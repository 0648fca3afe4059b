use {
    anyhow::Result,
    clap::Subcommand,
    secrecy::ExposeSecret,
    tokenrelay_config::TokenRelayConfig,
    tokenrelay_gateway::{build_token_manager, http_client},
    tokenrelay_oauth::{Clock, SystemClock, TokenManager},
};

#[derive(Subcommand)]
pub enum AuthAction {
    /// Show whether a credential is stored and when its access token expires.
    Status,
    /// Print a valid access token, refreshing it if needed.
    Token,
    /// Delete the stored credential.
    Logout,
}

pub async fn handle_auth(action: AuthAction, config: &TokenRelayConfig) -> Result<()> {
    let manager = build_token_manager(config, http_client(config)?)?;
    match action {
        AuthAction::Status => status(&manager, config),
        AuthAction::Token => token(&manager).await,
        AuthAction::Logout => logout(&manager),
    }
}

fn status(manager: &TokenManager, config: &TokenRelayConfig) -> Result<()> {
    println!("{}", status_report(manager, config, SystemClock.now_ms()));
    Ok(())
}

fn status_report(manager: &TokenManager, config: &TokenRelayConfig, now_ms: u64) -> String {
    if !manager.is_authenticated() {
        return format!(
            "Not authenticated.\nRun `tokenrelay gateway` and open http://{}:{}/auth/login",
            config.server.bind, config.server.port
        );
    }
    let expires_at = manager.store().load().and_then(|r| r.expires_at);
    format!(
        "Authenticated [access token {}]",
        describe_expiry(expires_at, now_ms)
    )
}

async fn token(manager: &TokenManager) -> Result<()> {
    let token = manager.get_access_token().await?;
    println!("{}", token.expose_secret());
    Ok(())
}

fn logout(manager: &TokenManager) -> Result<()> {
    manager.logout();
    println!("Logged out.");
    Ok(())
}

fn describe_expiry(expires_at: Option<u64>, now_ms: u64) -> String {
    match expires_at {
        Some(at) if at > now_ms => {
            let remaining = (at - now_ms) / 1000;
            let hours = remaining / 3600;
            let mins = (remaining % 3600) / 60;
            let when = chrono::DateTime::from_timestamp_millis(i64::try_from(at).unwrap_or(i64::MAX))
                .map(|t| t.to_rfc3339())
                .unwrap_or_else(|| at.to_string());
            format!("valid ({hours}h {mins}m remaining, until {when})")
        },
        Some(_) => "expired (refreshed on next use)".to_string(),
        None => "expiry unknown (refreshed on next use)".to_string(),
    }
}
use {
    axum::{
        Json,
        http::{StatusCode, header},
        response::{IntoResponse, Response},
    },
    serde_json::json,
    tokenrelay_oauth::ErrorKind,
    tracing::{debug, error, warn},
};

pub const LOGIN_PATH: &str = "/auth/login";

#[derive(Debug, thiserror::Error)]
pub enum GatewayError {
    #[error(transparent)]
    OAuth(#[from] tokenrelay_oauth::Error),

    #[error("resource API request failed: {0}")]
    Upstream(#[from] reqwest::Error),

    #[error("{0}")]
    BadRequest(String),
}

/// `302 Found` to `location`.
pub fn found(location: &str) -> Response {
    (StatusCode::FOUND, [(header::LOCATION, location.to_string())]).into_response()
}

pub fn json_message(status: StatusCode, message: impl Into<String>) -> Response {
    let body = json!({ "success": status.is_success(), "message": message.into() });
    (status, Json(body)).into_response()
}

impl IntoResponse for GatewayError {
    fn into_response(self) -> Response {
        match self {
            Self::OAuth(e) => match e.kind() {
                ErrorKind::NotAuthenticated => {
                    debug!("no credential; redirecting to login");
                    found(LOGIN_PATH)
                },
                ErrorKind::AuthenticationExpired => {
                    warn!("credential revoked; redirecting to login");
                    found(LOGIN_PATH)
                },
                ErrorKind::Protocol => {
                    warn!(error = %e, "rejected out-of-order OAuth request");
                    json_message(StatusCode::BAD_REQUEST, e.to_string())
                },
                ErrorKind::Provider => {
                    error!(error = %e, "token endpoint call failed");
                    json_message(StatusCode::BAD_GATEWAY, e.to_string())
                },
            },
            Self::Upstream(e) => {
                error!(error = %e, "resource API call failed");
                json_message(StatusCode::BAD_GATEWAY, format!("resource API request failed: {e}"))
            },
            Self::BadRequest(message) => json_message(StatusCode::BAD_REQUEST, message),
        }
    }
}

#[cfg(test)]
mod tests {
    use {super::*, tokenrelay_oauth::Error};

    fn status_and_location(err: GatewayError) -> (StatusCode, Option<String>) {
        let resp = err.into_response();
        let location = resp
            .headers()
            .get(header::LOCATION)
            .map(|v| v.to_str().unwrap().to_string());
        (resp.status(), location)
    }

    #[test]
    fn test_login_required_redirects() {
        for e in [Error::NotAuthenticated, Error::AuthenticationExpired] {
            let (status, location) = status_and_location(e.into());
            assert_eq!(status, StatusCode::FOUND);
            assert_eq!(location.as_deref(), Some(LOGIN_PATH));
        }
    }

    #[test]
    fn test_protocol_is_bad_request() {
        let (status, _) = status_and_location(Error::MissingVerifier.into());
        assert_eq!(status, StatusCode::BAD_REQUEST);
    }

    #[test]
    fn test_provider_is_bad_gateway() {
        let err = Error::Provider {
            operation: "token refresh",
            status: 503,
            code: None,
            description: None,
        };
        let (status, location) = status_and_location(err.into());
        assert_eq!(status, StatusCode::BAD_GATEWAY);
        assert!(location.is_none());
    }

    #[test]
    fn test_bad_request_message() {
        let (status, _) = status_and_location(GatewayError::BadRequest("nope".into()));
        assert_eq!(status, StatusCode::BAD_REQUEST);
    }
}
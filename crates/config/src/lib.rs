//! Configuration schema and loading: file discovery (TOML, YAML, JSON) and
//! `TOKENRELAY_*` environment overrides.

pub mod loader;
pub mod schema;

pub use {
    loader::{apply_env_overrides, default_token_path, discover_and_load, find_config_in, load_config},
    schema::{ApiConfig, OAuthSection, ServerConfig, StorageConfig, TokenRelayConfig},
};
// ui/mod.rs

pub mod buff_form;
pub mod confirm;
pub mod constants;
pub mod entry_form;
pub mod money_form;
pub mod sheet;
pub mod utils;

pub use buff_form::BuffForm;
pub use confirm::ConfirmReset;
pub use constants::{MIN_HEIGHT, MIN_WIDTH};
pub use entry_form::{EntryForm, EntryKind};
pub use money_form::{MoneyForm, MoneyInputError, validate_money_amount};
pub use sheet::Sheet;

use std::time::Instant;

use crossterm::event::KeyEvent;
use enum_dispatch::enum_dispatch;
use ratatui::{buffer::Buffer, layout::Rect};

use crate::{app::Action, save::FileStorage, tracker::Tracker};

/// Read-only view handed to components while rendering and handling keys.
pub struct Context<'a> {
    pub tracker: &'a Tracker<FileStorage>,
    pub console: Option<&'a str>,
    pub now: Instant,
}

#[enum_dispatch]
pub trait Component {
    fn on_key(&mut self, key: KeyEvent, context: &Context) -> Option<Action>;
    // TODO: Derive the footer key hints from each component instead of hardcoding them.
    fn render(&mut self, area: Rect, buffer: &mut Buffer, context: &Context);
}

#[enum_dispatch(Component)]
#[derive(Debug)]
pub enum ComponentEnum {
    Sheet,
    BuffForm,
    EntryForm,
    MoneyForm,
    ConfirmReset,
}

=======

The answer is a portion of the data. Write out exactly the line with "pub mod utils;" and all lines after it.

- OUTPUT BELOW
pub mod utils;

pub use buff_form::BuffForm;
pub use confirm::ConfirmReset;
pub use constants::{MIN_HEIGHT, MIN_WIDTH};
pub use entry_form::{EntryForm, EntryKind};
pub use money_form::{MoneyForm, MoneyInputError, validate_money_amount};
pub use sheet::Sheet;

use std::time::Instant;

use crossterm::event::KeyEvent;
use enum_dispatch::enum_dispatch;
use ratatui::{buffer::Buffer, layout::Rect};

use crate::{app::Action, save::FileStorage, tracker::Tracker};

/// Read-only view handed to components while rendering and handling keys.
pub struct Context<'a> {
    pub tracker: &'a Tracker<FileStorage>,
    pub console: Option<&'a str>,
    pub now: Instant,
}

#[enum_dispatch]
pub trait Component {
    fn on_key(&mut self, key: KeyEvent, context: &Context) -> Option<Action>;
    // TODO: Derive the footer key hints from each component instead of hardcoding them.
    fn render(&mut self, area: Rect, buffer: &mut Buffer, context: &Context);
}

#[enum_dispatch(Component)]
#[derive(Debug)]
pub enum ComponentEnum {
    Sheet,
    BuffForm,
    EntryForm,
    MoneyForm,
    ConfirmReset,
}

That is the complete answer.